## EXERCISE DIRECTIONS
Go through the following data and transcribe exactly the stretch of lines from the one holding "filename src/acroform.rs" to the one holding "name, field_id: id", both included.

Collected data entries:
▶

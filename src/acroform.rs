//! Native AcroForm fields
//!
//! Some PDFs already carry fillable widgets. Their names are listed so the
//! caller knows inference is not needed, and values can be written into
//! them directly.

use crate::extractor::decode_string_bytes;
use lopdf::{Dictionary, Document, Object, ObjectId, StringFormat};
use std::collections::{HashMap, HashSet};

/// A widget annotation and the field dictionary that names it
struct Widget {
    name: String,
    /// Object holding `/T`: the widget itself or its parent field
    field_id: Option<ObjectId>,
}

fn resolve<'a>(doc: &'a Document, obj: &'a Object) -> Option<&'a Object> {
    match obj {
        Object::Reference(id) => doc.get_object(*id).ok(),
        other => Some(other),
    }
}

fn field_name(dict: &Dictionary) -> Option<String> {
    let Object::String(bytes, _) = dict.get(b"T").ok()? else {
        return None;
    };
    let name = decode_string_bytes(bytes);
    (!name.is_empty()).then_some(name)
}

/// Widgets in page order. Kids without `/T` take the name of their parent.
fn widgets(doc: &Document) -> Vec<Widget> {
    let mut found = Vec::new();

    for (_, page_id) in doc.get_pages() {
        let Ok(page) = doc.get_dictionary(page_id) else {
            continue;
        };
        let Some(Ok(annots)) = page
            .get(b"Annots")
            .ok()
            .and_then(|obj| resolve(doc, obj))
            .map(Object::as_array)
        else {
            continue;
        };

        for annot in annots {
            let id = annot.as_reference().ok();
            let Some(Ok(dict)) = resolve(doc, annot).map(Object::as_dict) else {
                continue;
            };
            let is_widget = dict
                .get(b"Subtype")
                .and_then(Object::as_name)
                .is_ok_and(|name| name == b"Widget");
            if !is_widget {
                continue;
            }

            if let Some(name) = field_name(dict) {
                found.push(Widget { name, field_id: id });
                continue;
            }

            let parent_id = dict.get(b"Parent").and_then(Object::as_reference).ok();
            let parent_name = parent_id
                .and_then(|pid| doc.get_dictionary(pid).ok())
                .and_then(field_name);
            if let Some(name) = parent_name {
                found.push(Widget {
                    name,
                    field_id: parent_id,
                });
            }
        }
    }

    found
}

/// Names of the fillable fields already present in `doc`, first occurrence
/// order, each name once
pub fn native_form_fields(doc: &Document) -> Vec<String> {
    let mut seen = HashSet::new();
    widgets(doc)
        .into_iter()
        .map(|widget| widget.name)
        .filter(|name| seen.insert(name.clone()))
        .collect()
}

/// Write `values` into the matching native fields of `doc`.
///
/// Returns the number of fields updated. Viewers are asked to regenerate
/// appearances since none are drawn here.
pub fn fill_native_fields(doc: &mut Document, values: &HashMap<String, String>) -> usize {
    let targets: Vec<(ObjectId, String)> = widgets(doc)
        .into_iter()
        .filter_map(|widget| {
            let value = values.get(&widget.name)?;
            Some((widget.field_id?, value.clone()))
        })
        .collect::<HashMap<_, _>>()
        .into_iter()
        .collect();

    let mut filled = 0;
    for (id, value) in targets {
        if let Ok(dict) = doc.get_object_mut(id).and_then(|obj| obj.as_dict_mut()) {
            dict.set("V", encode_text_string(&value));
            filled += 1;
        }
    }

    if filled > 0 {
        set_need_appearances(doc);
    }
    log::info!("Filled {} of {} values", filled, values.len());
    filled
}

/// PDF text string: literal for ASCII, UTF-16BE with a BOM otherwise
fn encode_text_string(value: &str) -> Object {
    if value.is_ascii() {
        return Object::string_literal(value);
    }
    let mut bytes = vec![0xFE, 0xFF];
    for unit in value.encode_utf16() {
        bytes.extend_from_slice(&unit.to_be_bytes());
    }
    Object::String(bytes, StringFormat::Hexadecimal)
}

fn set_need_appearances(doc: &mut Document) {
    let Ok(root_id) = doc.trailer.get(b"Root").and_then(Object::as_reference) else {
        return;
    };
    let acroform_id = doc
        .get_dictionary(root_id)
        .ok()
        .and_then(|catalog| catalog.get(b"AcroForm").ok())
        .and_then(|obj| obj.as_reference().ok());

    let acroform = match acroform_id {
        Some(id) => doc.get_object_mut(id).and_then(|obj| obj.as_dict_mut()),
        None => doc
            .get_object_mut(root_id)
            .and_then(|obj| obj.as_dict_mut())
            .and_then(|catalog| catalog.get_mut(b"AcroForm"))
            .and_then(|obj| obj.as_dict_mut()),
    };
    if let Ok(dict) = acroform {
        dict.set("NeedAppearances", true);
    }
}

◀
▶

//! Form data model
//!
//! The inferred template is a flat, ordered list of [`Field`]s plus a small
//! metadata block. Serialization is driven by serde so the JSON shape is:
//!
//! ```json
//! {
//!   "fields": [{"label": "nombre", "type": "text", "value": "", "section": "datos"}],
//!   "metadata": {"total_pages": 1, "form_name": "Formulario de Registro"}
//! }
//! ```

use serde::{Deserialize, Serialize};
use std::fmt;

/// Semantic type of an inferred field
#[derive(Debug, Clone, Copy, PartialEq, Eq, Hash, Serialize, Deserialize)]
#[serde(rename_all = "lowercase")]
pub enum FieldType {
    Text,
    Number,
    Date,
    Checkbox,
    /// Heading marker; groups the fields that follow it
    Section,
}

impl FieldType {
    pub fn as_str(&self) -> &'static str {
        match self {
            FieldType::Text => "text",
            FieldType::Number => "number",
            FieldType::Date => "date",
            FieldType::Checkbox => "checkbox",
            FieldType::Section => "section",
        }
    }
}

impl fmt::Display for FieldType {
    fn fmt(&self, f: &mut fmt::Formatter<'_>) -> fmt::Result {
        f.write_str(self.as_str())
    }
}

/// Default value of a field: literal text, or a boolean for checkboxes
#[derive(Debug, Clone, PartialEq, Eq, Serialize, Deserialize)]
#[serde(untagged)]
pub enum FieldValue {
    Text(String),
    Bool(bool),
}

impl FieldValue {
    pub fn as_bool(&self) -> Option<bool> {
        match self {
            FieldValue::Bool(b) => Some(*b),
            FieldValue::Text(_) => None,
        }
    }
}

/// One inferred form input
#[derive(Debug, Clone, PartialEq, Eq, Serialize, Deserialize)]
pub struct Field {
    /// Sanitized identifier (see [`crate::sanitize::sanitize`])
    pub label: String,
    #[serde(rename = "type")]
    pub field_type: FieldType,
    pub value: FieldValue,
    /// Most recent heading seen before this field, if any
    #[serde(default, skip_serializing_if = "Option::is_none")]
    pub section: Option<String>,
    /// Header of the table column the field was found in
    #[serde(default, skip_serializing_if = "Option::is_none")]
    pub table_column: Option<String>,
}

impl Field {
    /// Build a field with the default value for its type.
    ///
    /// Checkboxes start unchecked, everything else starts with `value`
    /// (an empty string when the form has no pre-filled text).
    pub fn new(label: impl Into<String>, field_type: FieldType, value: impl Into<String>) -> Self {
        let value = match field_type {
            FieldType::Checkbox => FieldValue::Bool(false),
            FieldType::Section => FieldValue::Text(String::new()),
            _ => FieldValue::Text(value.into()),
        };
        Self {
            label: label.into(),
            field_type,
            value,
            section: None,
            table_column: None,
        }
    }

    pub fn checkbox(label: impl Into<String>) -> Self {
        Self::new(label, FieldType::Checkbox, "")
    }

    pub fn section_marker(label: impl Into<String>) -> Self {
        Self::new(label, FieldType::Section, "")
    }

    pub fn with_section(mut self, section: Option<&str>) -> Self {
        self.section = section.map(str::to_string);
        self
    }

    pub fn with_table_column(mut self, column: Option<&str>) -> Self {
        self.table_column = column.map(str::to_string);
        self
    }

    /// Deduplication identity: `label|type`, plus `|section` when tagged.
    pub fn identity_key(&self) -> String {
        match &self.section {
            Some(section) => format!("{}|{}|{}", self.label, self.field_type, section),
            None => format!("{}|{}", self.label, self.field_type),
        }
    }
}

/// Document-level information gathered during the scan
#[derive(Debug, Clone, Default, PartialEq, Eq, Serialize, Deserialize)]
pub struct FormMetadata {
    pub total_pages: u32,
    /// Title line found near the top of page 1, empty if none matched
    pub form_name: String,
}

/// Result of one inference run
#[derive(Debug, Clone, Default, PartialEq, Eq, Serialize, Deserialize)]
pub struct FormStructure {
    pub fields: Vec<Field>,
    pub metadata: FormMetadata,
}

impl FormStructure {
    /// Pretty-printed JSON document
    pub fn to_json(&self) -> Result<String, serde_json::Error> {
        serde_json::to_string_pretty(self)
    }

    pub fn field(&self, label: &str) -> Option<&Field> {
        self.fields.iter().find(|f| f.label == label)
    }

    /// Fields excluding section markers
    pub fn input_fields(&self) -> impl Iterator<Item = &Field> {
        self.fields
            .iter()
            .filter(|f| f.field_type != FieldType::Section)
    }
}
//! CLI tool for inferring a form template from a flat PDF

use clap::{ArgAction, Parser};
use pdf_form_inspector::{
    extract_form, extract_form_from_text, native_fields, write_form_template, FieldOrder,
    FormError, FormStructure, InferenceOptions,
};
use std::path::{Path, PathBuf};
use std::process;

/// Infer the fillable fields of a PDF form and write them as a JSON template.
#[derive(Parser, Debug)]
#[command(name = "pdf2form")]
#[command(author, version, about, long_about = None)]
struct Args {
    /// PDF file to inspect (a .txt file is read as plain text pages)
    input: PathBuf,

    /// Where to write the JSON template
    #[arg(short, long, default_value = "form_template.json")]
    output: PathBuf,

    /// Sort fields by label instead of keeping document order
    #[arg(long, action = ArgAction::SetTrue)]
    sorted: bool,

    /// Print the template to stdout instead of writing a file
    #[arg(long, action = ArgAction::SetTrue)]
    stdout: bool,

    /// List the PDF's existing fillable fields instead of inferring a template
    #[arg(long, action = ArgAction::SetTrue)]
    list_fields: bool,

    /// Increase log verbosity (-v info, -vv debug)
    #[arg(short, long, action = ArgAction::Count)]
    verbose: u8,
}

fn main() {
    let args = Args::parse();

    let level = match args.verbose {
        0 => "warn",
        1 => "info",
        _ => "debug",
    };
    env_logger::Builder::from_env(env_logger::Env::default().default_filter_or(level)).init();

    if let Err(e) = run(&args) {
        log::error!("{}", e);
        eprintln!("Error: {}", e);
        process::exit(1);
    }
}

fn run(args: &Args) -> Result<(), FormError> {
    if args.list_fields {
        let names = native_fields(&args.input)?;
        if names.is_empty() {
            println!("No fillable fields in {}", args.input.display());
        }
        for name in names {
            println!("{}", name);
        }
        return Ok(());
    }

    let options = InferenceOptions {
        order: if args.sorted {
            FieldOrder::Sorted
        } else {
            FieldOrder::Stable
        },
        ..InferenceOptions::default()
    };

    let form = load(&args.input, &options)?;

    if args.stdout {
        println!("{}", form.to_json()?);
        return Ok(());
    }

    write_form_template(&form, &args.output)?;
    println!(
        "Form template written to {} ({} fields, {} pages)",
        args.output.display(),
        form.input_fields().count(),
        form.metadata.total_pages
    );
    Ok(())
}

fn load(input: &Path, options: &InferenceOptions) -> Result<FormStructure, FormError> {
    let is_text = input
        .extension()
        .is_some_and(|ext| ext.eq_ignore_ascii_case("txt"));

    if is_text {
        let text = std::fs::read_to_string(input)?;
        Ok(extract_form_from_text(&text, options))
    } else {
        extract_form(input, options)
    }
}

◀
▶

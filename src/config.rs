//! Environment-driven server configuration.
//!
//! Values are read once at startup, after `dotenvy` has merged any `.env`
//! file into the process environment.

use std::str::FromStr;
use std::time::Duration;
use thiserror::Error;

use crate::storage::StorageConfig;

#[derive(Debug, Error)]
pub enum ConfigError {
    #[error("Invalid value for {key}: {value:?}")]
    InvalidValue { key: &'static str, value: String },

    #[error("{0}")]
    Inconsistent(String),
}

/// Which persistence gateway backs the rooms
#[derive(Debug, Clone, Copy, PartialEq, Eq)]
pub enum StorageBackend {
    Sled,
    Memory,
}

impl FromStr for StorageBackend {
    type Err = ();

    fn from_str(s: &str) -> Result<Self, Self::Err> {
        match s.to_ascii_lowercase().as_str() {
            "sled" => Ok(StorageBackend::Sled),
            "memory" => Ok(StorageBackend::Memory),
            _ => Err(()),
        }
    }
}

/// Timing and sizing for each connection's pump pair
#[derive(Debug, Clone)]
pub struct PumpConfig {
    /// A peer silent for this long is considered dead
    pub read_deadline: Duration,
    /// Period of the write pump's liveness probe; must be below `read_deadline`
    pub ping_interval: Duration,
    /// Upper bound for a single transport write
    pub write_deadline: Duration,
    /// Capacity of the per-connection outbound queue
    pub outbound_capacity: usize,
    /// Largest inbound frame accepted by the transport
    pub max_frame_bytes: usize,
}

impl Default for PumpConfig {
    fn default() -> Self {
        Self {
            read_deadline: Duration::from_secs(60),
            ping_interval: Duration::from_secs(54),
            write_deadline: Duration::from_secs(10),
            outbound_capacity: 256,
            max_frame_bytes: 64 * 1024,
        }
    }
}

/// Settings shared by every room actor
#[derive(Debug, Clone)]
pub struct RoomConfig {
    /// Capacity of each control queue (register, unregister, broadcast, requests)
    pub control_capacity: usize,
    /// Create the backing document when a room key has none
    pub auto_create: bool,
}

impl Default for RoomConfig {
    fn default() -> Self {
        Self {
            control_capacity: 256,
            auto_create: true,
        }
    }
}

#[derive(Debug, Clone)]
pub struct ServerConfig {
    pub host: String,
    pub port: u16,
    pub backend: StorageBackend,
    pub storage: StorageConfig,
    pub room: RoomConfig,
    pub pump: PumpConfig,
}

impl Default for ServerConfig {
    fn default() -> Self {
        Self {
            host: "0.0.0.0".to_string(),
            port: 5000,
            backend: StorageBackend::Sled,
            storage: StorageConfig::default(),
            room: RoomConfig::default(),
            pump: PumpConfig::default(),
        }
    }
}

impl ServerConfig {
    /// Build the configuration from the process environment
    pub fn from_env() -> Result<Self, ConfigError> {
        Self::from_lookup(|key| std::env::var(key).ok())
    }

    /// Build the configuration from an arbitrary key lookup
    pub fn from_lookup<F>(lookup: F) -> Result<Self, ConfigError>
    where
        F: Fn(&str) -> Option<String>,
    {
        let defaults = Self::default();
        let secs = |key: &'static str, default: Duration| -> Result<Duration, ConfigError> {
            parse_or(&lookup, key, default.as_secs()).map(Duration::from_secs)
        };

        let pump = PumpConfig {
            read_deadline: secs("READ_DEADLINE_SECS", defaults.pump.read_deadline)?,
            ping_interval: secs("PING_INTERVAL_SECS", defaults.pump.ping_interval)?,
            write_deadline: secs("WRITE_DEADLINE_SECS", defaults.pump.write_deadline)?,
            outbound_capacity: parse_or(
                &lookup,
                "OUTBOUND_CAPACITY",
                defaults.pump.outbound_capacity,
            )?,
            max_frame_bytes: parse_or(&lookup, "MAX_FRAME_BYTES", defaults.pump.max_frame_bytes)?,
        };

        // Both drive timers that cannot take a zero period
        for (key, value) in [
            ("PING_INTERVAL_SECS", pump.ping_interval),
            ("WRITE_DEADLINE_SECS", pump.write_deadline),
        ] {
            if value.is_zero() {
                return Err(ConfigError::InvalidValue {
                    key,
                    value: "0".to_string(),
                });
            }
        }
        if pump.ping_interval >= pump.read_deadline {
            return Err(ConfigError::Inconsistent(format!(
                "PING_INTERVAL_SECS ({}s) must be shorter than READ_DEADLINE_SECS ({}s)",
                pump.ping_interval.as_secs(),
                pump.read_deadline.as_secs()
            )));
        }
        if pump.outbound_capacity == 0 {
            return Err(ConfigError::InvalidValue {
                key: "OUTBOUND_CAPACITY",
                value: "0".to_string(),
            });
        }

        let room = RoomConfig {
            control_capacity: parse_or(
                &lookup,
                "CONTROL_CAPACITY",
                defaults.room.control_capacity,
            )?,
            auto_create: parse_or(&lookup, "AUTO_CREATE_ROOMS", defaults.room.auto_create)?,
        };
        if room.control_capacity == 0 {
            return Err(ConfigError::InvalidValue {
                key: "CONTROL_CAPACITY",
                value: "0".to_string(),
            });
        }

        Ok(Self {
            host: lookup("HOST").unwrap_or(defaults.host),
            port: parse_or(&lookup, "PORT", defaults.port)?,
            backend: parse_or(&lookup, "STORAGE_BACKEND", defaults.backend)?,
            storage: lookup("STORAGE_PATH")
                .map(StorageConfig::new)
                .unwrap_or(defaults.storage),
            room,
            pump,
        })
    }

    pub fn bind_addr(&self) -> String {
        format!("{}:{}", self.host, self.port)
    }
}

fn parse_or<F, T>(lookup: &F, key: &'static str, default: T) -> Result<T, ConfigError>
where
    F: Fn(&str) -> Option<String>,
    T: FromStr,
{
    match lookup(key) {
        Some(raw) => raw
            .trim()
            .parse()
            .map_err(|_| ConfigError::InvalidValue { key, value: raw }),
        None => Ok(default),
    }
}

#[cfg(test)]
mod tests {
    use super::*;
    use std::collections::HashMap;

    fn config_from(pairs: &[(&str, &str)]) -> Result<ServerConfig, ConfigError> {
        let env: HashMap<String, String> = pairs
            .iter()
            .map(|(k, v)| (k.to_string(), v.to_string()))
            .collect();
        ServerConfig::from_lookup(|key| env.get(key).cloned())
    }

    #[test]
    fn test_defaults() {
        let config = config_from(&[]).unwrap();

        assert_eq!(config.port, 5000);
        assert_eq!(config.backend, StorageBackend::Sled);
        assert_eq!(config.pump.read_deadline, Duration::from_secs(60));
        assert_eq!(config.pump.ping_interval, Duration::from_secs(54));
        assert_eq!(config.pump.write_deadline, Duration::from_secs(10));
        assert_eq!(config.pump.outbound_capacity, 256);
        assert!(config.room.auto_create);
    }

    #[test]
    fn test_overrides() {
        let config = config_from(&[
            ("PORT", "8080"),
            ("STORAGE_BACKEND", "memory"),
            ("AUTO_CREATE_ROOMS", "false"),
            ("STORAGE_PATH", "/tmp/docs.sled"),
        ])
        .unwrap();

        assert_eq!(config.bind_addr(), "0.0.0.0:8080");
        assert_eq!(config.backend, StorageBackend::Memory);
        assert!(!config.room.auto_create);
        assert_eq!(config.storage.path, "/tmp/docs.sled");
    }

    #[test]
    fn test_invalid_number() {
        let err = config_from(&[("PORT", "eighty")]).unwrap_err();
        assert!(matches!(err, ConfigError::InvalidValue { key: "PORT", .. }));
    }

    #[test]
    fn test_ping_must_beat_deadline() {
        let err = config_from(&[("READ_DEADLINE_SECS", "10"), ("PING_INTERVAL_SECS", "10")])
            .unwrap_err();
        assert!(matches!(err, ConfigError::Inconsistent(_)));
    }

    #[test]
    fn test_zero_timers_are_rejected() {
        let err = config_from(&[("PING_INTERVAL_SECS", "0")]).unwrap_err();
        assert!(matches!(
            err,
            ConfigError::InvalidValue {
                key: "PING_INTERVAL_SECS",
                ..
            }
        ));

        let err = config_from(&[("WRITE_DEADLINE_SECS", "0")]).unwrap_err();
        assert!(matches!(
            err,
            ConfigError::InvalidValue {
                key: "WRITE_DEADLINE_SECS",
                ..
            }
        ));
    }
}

◀

## ANSWER AREA
filename src/acroform.rs
//! Native AcroForm fields
//!
//! Some PDFs already carry fillable widgets. Their names are listed so the
//! caller knows inference is not needed, and values can be written into
//! them directly.

use crate::extractor::decode_string_bytes;
use lopdf::{Dictionary, Document, Object, ObjectId, StringFormat};
use std::collections::{HashMap, HashSet};

/// A widget annotation and the field dictionary that names it
struct Widget {
    name: String,
    /// Object holding `/T`: the widget itself or its parent field
    field_id: Option<ObjectId>,
}

fn resolve<'a>(doc: &'a Document, obj: &'a Object) -> Option<&'a Object> {
    match obj {
        Object::Reference(id) => doc.get_object(*id).ok(),
        other => Some(other),
    }
}

fn field_name(dict: &Dictionary) -> Option<String> {
    let Object::String(bytes, _) = dict.get(b"T").ok()? else {
        return None;
    };
    let name = decode_string_bytes(bytes);
    (!name.is_empty()).then_some(name)
}

/// Widgets in page order. Kids without `/T` take the name of their parent.
fn widgets(doc: &Document) -> Vec<Widget> {
    let mut found = Vec::new();

    for (_, page_id) in doc.get_pages() {
        let Ok(page) = doc.get_dictionary(page_id) else {
            continue;
        };
        let Some(Ok(annots)) = page
            .get(b"Annots")
            .ok()
            .and_then(|obj| resolve(doc, obj))
            .map(Object::as_array)
        else {
            continue;
        };

        for annot in annots {
            let id = annot.as_reference().ok();
            let Some(Ok(dict)) = resolve(doc, annot).map(Object::as_dict) else {
                continue;
            };
            let is_widget = dict
                .get(b"Subtype")
                .and_then(Object::as_name)
                .is_ok_and(|name| name == b"Widget");
            if !is_widget {
                continue;
            }

            if let Some(name) = field_name(dict) {
                found.push(Widget { name, field_id: id });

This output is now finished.